Segment Start: DATA SUPPLIED

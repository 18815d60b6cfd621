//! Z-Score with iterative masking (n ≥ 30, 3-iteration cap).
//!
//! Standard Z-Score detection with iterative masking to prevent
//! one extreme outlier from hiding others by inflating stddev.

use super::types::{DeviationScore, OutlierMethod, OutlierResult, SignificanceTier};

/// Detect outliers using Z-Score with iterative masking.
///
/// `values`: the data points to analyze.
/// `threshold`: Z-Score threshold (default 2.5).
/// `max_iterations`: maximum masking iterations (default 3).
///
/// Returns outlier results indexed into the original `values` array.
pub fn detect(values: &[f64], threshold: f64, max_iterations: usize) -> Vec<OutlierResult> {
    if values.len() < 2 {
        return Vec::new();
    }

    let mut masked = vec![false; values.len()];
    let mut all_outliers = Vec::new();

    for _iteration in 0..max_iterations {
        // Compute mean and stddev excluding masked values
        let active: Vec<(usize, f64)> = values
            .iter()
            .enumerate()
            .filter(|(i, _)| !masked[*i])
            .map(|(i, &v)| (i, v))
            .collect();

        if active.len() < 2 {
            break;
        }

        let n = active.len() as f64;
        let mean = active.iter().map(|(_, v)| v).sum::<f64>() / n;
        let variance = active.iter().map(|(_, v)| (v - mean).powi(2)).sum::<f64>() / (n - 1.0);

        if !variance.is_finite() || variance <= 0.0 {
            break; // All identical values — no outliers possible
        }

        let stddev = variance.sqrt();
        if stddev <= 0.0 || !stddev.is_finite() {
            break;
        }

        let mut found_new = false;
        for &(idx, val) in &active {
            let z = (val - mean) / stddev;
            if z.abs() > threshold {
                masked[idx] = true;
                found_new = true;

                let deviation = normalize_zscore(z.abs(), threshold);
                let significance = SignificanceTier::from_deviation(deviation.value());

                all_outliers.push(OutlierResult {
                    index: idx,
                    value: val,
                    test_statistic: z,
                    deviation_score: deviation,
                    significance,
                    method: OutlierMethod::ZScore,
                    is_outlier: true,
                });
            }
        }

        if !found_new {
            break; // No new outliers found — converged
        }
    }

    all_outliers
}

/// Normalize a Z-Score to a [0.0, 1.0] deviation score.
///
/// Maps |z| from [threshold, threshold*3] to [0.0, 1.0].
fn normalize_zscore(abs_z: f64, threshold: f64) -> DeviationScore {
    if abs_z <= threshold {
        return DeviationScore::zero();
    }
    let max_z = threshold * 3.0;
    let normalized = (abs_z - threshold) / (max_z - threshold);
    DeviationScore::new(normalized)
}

Segment End: DATA SUPPLIED
Segment Start: DATA SUPPLIED

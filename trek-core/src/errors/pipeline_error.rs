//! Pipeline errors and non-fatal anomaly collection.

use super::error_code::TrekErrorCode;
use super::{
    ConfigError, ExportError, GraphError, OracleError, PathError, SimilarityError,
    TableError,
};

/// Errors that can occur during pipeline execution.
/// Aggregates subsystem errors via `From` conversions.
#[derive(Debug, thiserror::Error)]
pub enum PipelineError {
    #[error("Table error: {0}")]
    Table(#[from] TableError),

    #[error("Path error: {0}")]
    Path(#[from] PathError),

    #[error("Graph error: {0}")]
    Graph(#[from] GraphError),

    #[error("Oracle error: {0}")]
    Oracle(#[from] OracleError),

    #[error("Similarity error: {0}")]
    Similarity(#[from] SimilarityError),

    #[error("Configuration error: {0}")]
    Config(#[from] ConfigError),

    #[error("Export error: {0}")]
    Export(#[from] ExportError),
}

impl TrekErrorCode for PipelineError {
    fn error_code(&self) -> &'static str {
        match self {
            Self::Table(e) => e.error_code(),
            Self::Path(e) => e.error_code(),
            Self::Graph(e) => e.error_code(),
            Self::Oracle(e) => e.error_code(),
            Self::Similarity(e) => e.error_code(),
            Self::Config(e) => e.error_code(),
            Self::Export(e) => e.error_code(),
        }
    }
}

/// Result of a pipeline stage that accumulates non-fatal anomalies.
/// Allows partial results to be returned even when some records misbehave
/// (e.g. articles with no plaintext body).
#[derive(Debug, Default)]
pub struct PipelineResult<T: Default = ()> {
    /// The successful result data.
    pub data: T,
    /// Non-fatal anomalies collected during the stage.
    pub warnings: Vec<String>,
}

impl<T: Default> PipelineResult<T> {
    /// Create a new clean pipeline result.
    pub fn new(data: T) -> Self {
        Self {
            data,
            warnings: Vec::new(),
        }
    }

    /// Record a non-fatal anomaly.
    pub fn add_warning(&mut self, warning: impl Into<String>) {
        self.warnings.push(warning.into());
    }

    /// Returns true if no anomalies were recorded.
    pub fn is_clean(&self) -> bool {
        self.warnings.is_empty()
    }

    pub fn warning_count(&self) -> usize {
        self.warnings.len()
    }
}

Segment End: DATA SUPPLIED

#### PROBLEM REQUIREMENTS:
Filter the listing for the word "fatal" and copy each line that has it.

#### RESPONSE:
//! Pipeline errors and non-fatal anomaly collection.
/// Result of a pipeline stage that accumulates non-fatal anomalies.
    /// Non-fatal anomalies collected during the stage.
    /// Record a non-fatal anomaly.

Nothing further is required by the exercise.